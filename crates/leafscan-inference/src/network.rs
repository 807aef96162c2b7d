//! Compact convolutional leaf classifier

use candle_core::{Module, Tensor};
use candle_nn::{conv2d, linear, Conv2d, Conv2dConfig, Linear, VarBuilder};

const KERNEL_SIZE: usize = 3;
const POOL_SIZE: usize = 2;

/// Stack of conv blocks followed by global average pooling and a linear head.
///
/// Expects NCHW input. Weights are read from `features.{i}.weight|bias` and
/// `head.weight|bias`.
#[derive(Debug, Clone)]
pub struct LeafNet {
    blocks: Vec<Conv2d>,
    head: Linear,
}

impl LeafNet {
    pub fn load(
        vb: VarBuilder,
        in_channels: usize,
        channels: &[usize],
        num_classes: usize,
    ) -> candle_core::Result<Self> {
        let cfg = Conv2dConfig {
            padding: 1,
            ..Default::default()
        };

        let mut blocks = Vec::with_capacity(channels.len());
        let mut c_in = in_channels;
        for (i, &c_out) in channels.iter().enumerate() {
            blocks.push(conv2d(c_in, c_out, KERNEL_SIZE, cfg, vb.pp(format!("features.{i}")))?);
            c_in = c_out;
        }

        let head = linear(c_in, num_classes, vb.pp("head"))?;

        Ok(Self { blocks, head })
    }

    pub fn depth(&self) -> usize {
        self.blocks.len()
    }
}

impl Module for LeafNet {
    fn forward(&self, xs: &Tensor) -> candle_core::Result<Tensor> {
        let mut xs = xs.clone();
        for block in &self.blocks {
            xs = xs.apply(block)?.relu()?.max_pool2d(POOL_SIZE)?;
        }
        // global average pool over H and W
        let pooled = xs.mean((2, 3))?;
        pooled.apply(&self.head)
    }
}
####################
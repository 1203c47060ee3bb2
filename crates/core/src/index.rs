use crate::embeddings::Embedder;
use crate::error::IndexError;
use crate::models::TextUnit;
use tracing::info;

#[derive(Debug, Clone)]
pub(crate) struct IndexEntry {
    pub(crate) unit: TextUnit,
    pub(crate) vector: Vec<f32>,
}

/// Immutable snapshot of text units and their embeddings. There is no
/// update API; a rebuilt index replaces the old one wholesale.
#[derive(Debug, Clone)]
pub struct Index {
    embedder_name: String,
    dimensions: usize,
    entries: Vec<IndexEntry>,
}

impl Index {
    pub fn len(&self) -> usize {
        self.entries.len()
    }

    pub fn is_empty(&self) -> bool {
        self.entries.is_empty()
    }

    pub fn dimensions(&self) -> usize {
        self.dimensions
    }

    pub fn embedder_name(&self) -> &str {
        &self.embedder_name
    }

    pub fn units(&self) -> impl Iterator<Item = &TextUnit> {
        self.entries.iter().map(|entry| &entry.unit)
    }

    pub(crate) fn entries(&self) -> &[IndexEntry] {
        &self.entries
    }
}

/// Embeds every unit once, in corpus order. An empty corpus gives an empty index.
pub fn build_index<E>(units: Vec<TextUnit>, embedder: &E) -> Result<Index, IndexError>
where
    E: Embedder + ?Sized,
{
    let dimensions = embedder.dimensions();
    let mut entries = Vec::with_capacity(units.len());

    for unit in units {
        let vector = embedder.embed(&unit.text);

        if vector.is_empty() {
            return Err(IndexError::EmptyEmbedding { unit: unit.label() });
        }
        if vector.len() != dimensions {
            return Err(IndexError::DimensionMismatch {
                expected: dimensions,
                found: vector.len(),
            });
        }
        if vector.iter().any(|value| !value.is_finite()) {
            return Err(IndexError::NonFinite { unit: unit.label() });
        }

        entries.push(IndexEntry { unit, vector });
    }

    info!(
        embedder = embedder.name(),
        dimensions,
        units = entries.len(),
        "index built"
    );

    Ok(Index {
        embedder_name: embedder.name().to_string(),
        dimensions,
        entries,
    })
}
####################
ASSIGNMENT = Copy each line of the listing above that includes the word "units".

EXERCISE OUTPUT =
/// Immutable snapshot of text units and their embeddings. There is no
    pub fn units(&self) -> impl Iterator<Item = &TextUnit> {
pub fn build_index<E>(units: Vec<TextUnit>, embedder: &E) -> Result<Index, IndexError>
    let mut entries = Vec::with_capacity(units.len());
    for unit in units {
        units = entries.len(),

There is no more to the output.